## Aim of the task
Would you repeat the entries beneath, with nothing changed?

Data START

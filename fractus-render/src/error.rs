use thiserror::Error;

/// Errors originating from the rendering pipeline.
#[derive(Debug, Error)]
pub enum RenderError {
    #[error("invalid canvas dimensions: {width}×{height} (both must be >= 1)")]
    InvalidDimensions { width: u32, height: u32 },

    #[error("invalid iterations per cycle: {0} (must be >= 2)")]
    InvalidItersPerCycle(u32),

    #[error("gradient has no color stops")]
    EmptyGradient,

    #[error("invalid gradient range {0:?} (must be a positive integer)")]
    InvalidGradientRange(String),

    #[error("malformed color stop {0:?} (expected \"<pos>, <r> <g> <b>\" or \"<r> <g> <b>\")")]
    MalformedColorStop(String),

    #[error("gradient position {position} outside [0, {range}]")]
    PositionOutOfRange { position: f64, range: u32 },

    #[error("color stop position {0} outside [0, 1]")]
    InvalidStopPosition(f64),

    #[error("color channel {0} outside [0, 255]")]
    ChannelOutOfRange(i64),

    #[error("render engine is no longer running")]
    EngineDisconnected,

    #[error(transparent)]
    Core(#[from] fractus_core::CoreError),
}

Data END

## Exercise result
filename fractus-render/src/error.rs
use thiserror::Error;

/// Errors originating from the rendering pipeline.
#[derive(Debug, Error)]
pub enum RenderError {
    #[error("invalid canvas dimensions: {width}×{height} (both must be >= 1)")]
    InvalidDimensions { width: u32, height: u32 },

    #[error("invalid iterations per cycle: {0} (must be >= 2)")]
    InvalidItersPerCycle(u32),

    #[error("gradient has no color stops")]
    EmptyGradient,

    #[error("invalid gradient range {0:?} (must be a positive integer)")]
    InvalidGradientRange(String),

    #[error("malformed color stop {0:?} (expected \"<pos>, <r> <g> <b>\" or \"<r> <g> <b>\")")]
    MalformedColorStop(String),

    #[error("gradient position {position} outside [0, {range}]")]
    PositionOutOfRange { position: f64, range: u32 },

    #[error("color stop position {0} outside [0, 1]")]
    InvalidStopPosition(f64),

    #[error("color channel {0} outside [0, 255]")]
    ChannelOutOfRange(i64),

    #[error("render engine is no longer running")]
    EngineDisconnected,

    #[error(transparent)]
    Core(#[from] fractus_core::CoreError),
}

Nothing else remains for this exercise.